Apethorpe Hall: masons marks

English Heritage Summaries 2005/2006

EH Project Number: 4695ANL
Funded Unit: Trent & Peak Archaeological Unit

Background
Apethorpe Hall, Lincolnshire, is a major country house with building phases from the 15th – 18th centuries and an early 20th-century restoration period. It is constructed of stone, with ashlar used for most visible surfaces. Extensive documentary research on the building has been undertaken by the former RCHM(E).
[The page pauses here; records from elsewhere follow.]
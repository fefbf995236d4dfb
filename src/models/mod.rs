pub mod developer;
pub mod game;
pub mod genre;
pub mod platform;
pub mod publisher;
pub mod user;

pub use developer::Developer;
pub use game::Game;
pub use genre::Genre;
pub use platform::Platform;
pub use publisher::Publisher;
pub use user::User;
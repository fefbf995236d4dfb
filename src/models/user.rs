use chrono::{DateTime, Utc};
use serde::{Deserialize, Serialize};
use uuid::Uuid;

use crate::validation::{FieldSpec, Rule};

pub const USERS_COLLECTION: &str = "users";

/// A registered account. The password field holds the bcrypt hash and is
/// never serialized into a response.
#[derive(Debug, Clone, Serialize, Deserialize)]
#[serde(rename_all = "camelCase")]
pub struct User {
    pub id: Uuid,
    pub username: String,
    pub email: String,
    #[serde(skip_serializing)]
    pub password: String,
    pub created_at: DateTime<Utc>,
    pub updated_at: DateTime<Utc>,
}

#[derive(Debug, Deserialize)]
pub struct RegisterRequest {
    pub username: String,
    pub email: String,
    pub password: String,
}

#[derive(Debug, Deserialize)]
pub struct LoginRequest {
    pub email: String,
    pub password: String,
}

pub const REGISTER_RULES: &[FieldSpec] = &[
    FieldSpec { field: "username", rules: &[Rule::Required, Rule::Min(3), Rule::Max(32)] },
    FieldSpec { field: "email", rules: &[Rule::Required, Rule::Email] },
    FieldSpec { field: "password", rules: &[Rule::Required, Rule::Min(8)] },
];

pub const LOGIN_RULES: &[FieldSpec] = &[
    FieldSpec { field: "email", rules: &[Rule::Required, Rule::Email] },
    FieldSpec { field: "password", rules: &[Rule::Required] },
];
Reasons for and circumstances of the project
English Heritage is carrying out an extensive programme of repair, conservation and analysis of the building, and this complete survey of the masons’ marks is an integral part of the recording. The Archive and Report will be deposited with English Heritage at the completion of the project.


Aims and Objectives
The masons’ marks at Apethorpe present an opportunity both to provide more information about the construction and phasing of the building and also to inform the wider debate about the organisation of masons in the 16th and 17th centuries. However, even recent extensive studies have not addressed the subject from an archaeological perspective that has involved detailed examination of the fabric of the buildings.


Masons’ Marks
Masons’ marks are those marks made by stone-cutters and encompasses autograph marks, placing marks, quality control marks, quarry marks and preliminary design marks. The study of masons’ marks has undergone a radical change in the last twenty years; a great deal of work has been undertaken recently in France, Germany and the Netherlands, as well as in the UK, and new methodologies developed to facilitate analysis of marks. In particular the applications of computer analysis to large data sets of masons’ marks has made possible the interpretation of whole sections of major buildings.
By examining the distribution patterns of marks it has been possible to comment on the effects of breaks in construction; on the organisation of teams of masons; on the probable length of building campaigns and on the sequence of construction of the project. Much of this work has been carried out on medieval ecclesiastical buildings, where there is little direct information about the organisation of the labour force and the progress of construction. Later buildings, for which records are more likely to survive, may well provide a more detailed picture, with comparisons made between the evidence provided by the masons’ marks and that supplied by the documentary record.


Methodology
Examine the building and record to site each occurrence of masons’ marks, using scaffolding where available. Analysis will involve coding of marks from a pre-existing master coding frame and recording on computer database. This will then be interrogated to reveal distribution patterns of individual marks and groups of marks across the building. The report will include the distribution patterns and the archive will include the raw data. Analysis of related buildings in the vicinity and further afield is also proposed, to demonstrate the relationship between the masons’ work at Apethorpe and that in churches and other houses.


Timetable
Report to be submitted by January 31st 2006.